** Records supplied follows **

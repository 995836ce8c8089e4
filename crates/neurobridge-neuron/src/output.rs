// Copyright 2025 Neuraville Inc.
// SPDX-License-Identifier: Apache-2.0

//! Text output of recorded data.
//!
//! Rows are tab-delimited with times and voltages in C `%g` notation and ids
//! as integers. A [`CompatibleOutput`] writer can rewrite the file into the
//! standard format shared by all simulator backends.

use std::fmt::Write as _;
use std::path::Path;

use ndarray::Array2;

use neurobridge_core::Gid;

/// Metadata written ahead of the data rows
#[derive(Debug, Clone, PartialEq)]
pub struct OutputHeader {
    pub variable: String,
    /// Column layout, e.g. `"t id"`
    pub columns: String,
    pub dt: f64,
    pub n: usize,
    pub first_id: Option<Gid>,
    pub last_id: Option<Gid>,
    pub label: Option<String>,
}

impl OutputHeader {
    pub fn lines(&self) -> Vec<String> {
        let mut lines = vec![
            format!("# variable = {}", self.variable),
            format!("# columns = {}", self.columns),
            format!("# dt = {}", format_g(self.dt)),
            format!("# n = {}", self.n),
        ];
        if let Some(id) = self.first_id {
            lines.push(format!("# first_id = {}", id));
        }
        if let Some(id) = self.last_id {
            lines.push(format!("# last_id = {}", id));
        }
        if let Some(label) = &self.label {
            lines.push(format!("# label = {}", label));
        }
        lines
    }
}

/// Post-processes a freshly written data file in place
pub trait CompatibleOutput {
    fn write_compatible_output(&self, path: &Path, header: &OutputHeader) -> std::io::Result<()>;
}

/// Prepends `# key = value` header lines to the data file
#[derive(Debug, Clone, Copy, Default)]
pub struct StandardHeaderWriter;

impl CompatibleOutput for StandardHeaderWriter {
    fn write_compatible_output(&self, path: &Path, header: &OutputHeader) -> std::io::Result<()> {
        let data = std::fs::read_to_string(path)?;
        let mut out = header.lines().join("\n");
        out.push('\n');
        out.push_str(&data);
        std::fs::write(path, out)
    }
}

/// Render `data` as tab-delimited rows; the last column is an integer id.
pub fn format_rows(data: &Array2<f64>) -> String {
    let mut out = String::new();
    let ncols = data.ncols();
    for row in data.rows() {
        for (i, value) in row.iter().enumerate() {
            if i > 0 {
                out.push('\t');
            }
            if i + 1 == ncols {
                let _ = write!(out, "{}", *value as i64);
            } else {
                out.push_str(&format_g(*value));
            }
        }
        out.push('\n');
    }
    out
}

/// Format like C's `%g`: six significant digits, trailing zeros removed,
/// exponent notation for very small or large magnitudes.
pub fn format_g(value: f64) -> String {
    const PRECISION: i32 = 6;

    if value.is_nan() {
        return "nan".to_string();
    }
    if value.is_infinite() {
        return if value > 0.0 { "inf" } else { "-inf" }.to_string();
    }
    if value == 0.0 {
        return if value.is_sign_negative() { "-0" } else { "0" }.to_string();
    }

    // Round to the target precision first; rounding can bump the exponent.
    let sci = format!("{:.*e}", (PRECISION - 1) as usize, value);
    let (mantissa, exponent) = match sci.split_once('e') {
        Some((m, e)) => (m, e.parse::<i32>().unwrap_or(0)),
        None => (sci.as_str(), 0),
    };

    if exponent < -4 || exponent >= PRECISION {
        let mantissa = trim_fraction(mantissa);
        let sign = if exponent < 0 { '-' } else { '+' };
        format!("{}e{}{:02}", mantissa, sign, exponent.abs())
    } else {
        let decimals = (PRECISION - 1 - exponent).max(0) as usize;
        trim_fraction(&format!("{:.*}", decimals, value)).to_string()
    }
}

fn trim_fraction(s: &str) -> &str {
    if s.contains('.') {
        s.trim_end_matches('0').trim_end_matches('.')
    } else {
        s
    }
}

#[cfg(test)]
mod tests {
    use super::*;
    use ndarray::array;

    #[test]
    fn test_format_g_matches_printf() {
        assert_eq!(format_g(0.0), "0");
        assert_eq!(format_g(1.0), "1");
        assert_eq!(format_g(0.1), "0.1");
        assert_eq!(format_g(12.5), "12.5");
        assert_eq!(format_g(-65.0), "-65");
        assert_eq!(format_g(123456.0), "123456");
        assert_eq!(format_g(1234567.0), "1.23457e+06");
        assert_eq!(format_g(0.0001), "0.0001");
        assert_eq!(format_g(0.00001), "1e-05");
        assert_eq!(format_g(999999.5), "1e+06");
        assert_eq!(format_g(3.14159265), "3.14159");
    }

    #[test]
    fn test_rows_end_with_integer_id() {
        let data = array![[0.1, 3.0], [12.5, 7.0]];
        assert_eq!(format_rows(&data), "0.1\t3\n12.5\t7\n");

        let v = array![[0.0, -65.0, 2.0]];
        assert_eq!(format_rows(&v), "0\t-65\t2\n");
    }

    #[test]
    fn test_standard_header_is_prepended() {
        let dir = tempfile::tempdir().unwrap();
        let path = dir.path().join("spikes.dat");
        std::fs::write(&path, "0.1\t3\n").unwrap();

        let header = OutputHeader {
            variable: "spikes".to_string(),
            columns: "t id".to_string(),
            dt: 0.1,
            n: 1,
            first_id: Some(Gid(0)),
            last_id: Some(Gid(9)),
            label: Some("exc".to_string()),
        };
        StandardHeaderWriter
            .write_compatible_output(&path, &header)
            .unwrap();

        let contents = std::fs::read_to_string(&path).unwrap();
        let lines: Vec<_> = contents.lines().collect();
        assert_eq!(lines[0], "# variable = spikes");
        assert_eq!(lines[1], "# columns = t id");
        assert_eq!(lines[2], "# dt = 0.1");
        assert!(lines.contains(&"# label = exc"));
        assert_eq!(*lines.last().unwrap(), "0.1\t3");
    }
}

** End of Records supplied **
** Records supplied follows **

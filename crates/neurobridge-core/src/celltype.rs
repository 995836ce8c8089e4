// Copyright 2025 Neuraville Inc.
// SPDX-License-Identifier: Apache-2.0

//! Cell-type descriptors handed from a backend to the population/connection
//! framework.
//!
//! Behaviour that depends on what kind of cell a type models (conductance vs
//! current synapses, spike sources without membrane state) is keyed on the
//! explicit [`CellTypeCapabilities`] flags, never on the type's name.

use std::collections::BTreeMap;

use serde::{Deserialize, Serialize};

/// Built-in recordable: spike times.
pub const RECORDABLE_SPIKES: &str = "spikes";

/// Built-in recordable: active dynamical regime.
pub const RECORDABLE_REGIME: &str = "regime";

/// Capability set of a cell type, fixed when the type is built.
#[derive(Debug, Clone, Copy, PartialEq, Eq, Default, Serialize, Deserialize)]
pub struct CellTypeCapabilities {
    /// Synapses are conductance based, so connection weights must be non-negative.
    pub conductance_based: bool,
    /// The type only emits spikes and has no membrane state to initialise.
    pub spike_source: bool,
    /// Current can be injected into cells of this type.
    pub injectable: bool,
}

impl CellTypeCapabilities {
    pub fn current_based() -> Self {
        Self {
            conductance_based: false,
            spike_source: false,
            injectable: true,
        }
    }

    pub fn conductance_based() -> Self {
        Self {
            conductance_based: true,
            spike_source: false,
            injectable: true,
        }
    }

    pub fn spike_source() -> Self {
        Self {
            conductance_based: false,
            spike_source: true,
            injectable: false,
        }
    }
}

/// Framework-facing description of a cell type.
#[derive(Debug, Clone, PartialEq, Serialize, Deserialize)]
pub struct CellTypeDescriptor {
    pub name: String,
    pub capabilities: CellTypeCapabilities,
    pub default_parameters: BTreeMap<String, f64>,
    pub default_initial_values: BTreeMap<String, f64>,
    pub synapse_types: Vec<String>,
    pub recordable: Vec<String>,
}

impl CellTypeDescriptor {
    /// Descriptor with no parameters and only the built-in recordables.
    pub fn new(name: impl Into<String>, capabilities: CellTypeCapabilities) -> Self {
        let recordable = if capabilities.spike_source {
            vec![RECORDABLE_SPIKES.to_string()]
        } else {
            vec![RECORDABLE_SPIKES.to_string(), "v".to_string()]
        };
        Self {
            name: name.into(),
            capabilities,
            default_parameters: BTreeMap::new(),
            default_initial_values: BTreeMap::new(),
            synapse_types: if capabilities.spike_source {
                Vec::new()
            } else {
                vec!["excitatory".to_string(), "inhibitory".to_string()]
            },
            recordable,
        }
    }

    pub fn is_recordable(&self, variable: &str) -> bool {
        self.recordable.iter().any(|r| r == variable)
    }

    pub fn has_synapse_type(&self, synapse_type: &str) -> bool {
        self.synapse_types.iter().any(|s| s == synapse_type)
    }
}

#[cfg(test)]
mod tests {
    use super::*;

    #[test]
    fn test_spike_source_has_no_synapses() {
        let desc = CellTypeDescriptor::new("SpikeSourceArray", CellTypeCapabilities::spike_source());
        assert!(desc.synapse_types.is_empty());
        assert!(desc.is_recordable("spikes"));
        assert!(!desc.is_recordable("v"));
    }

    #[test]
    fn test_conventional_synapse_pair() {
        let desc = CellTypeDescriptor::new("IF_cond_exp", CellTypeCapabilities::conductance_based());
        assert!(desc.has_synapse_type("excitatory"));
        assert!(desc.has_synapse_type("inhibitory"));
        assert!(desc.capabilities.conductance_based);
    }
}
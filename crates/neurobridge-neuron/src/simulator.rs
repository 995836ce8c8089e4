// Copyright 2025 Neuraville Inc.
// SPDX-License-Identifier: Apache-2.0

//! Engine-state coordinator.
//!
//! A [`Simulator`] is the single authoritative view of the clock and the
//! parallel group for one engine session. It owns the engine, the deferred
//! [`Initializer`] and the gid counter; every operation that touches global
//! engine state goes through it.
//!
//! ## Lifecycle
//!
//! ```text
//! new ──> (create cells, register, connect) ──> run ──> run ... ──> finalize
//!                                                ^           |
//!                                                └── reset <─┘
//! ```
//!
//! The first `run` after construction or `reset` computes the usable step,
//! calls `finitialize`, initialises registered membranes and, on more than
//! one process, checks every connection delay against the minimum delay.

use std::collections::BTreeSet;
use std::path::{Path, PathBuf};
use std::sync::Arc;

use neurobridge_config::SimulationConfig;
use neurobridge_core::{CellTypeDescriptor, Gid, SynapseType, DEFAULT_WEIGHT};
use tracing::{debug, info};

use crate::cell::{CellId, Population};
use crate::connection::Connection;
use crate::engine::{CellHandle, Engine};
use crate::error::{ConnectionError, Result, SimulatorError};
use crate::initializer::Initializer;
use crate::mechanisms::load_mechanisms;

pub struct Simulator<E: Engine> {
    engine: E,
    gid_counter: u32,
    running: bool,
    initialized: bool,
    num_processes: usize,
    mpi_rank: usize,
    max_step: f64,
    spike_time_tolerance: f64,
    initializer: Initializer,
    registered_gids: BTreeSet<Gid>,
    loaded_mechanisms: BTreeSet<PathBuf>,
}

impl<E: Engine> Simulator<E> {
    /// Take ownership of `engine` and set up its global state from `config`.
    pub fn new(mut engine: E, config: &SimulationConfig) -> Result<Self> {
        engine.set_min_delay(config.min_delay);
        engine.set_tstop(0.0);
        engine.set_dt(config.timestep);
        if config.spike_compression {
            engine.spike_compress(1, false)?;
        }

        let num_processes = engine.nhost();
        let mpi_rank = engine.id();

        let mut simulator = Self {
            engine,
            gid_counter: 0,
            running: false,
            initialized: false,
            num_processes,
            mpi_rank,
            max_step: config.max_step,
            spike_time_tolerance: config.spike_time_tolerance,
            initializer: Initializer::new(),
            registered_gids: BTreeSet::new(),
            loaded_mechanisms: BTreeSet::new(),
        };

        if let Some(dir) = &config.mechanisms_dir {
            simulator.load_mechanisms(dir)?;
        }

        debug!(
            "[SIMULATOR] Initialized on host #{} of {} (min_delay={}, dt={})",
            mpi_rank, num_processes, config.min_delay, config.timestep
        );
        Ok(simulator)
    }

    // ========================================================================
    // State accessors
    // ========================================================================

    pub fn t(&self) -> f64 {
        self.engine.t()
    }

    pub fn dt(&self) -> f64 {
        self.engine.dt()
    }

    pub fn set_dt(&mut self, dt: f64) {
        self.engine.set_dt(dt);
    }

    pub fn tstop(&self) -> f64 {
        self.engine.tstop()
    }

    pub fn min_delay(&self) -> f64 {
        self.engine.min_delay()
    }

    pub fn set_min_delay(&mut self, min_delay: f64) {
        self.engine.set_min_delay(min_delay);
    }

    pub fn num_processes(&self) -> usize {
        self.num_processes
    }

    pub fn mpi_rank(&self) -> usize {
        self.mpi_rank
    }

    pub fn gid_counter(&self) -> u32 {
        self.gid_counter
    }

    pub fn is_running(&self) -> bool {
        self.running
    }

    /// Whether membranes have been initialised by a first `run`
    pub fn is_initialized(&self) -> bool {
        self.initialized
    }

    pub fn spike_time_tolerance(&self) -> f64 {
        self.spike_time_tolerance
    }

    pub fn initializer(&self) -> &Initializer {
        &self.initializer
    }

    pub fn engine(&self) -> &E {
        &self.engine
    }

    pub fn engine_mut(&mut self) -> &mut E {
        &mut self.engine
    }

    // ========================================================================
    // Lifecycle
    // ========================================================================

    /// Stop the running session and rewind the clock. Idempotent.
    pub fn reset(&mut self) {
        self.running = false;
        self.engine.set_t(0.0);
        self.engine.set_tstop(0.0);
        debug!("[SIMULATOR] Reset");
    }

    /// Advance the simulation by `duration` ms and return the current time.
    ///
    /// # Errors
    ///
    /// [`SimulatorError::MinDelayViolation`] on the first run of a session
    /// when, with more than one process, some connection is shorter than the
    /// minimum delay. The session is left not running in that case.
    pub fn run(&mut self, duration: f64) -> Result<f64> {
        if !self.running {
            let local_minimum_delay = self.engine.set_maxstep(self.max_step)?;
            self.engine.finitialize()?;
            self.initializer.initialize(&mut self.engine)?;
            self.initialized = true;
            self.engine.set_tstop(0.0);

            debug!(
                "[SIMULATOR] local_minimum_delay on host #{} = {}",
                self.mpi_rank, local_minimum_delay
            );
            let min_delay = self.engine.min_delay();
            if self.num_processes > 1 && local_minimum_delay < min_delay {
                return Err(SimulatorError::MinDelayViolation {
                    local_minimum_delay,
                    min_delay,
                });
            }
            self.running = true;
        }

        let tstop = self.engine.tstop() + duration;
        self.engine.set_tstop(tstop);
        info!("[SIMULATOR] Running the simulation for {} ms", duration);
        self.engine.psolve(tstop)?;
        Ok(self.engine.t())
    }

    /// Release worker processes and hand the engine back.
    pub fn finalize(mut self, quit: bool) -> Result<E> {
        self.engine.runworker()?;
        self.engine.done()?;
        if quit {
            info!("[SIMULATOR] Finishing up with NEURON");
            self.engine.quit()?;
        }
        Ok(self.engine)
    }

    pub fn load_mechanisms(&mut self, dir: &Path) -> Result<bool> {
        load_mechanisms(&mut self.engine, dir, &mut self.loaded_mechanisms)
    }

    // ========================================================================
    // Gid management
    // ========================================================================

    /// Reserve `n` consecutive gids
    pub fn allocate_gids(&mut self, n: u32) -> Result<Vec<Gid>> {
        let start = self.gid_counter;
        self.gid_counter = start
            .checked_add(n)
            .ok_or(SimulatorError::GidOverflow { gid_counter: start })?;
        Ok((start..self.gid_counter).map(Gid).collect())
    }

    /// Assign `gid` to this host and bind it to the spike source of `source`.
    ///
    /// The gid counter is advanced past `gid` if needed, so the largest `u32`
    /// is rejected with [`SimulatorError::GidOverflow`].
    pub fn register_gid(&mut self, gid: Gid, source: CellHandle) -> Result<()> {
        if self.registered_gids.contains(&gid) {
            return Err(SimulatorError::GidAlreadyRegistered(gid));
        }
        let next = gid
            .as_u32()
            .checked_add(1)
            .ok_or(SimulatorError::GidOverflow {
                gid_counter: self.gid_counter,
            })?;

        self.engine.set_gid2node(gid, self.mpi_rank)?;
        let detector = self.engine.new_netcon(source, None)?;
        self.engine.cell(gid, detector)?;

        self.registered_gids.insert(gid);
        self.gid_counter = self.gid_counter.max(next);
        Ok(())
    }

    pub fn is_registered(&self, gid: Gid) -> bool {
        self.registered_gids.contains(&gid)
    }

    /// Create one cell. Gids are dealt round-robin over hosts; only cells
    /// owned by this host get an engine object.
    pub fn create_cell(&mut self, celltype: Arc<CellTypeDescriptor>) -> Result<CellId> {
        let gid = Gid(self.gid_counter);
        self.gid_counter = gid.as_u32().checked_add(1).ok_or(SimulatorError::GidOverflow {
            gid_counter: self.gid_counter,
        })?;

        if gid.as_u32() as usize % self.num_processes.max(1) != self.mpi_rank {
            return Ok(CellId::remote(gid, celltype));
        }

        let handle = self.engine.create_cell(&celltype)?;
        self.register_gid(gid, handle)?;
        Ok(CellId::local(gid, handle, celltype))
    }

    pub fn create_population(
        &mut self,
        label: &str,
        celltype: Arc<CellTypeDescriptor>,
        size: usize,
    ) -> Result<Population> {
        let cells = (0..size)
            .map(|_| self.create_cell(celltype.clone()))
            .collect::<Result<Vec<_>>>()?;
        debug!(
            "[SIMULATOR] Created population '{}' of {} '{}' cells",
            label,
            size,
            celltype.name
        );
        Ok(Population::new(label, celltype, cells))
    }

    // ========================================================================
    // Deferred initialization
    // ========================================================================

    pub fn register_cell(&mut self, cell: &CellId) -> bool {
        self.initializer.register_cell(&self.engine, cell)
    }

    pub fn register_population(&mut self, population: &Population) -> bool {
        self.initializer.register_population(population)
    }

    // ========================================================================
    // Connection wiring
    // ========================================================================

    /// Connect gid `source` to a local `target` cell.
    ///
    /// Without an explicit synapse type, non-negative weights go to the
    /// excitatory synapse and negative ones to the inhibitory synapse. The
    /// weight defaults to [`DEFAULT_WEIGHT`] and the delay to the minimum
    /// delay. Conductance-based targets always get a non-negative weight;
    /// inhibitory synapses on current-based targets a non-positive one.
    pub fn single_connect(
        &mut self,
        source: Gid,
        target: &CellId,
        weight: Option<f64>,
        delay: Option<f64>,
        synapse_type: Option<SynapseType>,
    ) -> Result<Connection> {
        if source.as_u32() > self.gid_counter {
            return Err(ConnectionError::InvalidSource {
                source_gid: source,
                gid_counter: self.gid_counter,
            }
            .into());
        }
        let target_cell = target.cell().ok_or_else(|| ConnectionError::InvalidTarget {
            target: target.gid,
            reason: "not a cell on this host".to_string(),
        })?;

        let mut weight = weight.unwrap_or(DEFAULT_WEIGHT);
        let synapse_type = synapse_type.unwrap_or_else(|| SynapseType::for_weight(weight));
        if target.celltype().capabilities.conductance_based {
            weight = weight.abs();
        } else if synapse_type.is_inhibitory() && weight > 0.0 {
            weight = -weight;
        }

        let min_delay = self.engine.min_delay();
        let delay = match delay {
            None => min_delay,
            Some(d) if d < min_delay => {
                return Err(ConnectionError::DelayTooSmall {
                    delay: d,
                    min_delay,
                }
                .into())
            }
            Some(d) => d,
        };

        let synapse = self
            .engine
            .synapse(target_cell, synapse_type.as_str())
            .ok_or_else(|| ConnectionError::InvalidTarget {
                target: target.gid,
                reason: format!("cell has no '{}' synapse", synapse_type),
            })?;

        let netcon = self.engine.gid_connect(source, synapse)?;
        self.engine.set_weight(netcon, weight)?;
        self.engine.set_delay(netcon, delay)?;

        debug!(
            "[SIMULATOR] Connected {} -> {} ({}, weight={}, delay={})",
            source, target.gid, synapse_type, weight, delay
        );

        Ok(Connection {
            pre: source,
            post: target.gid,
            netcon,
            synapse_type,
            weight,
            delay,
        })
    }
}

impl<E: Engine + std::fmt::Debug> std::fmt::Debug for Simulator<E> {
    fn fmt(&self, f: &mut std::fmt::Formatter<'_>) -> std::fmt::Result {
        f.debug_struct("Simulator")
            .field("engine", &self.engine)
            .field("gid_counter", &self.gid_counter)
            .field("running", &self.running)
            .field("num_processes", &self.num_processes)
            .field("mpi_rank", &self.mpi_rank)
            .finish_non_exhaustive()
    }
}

** End of Records supplied **

▶ [Exercise details] Search each line of the data above for "usize", and copy the lines where it occurs.

▶ [Exercise output]
    pub n: usize,
    let sci = format!("{:.*e}", (PRECISION - 1) as usize, value);
        let decimals = (PRECISION - 1 - exponent).max(0) as usize;
    num_processes: usize,
    mpi_rank: usize,
    pub fn num_processes(&self) -> usize {
    pub fn mpi_rank(&self) -> usize {
        if gid.as_u32() as usize % self.num_processes.max(1) != self.mpi_rank {
        size: usize,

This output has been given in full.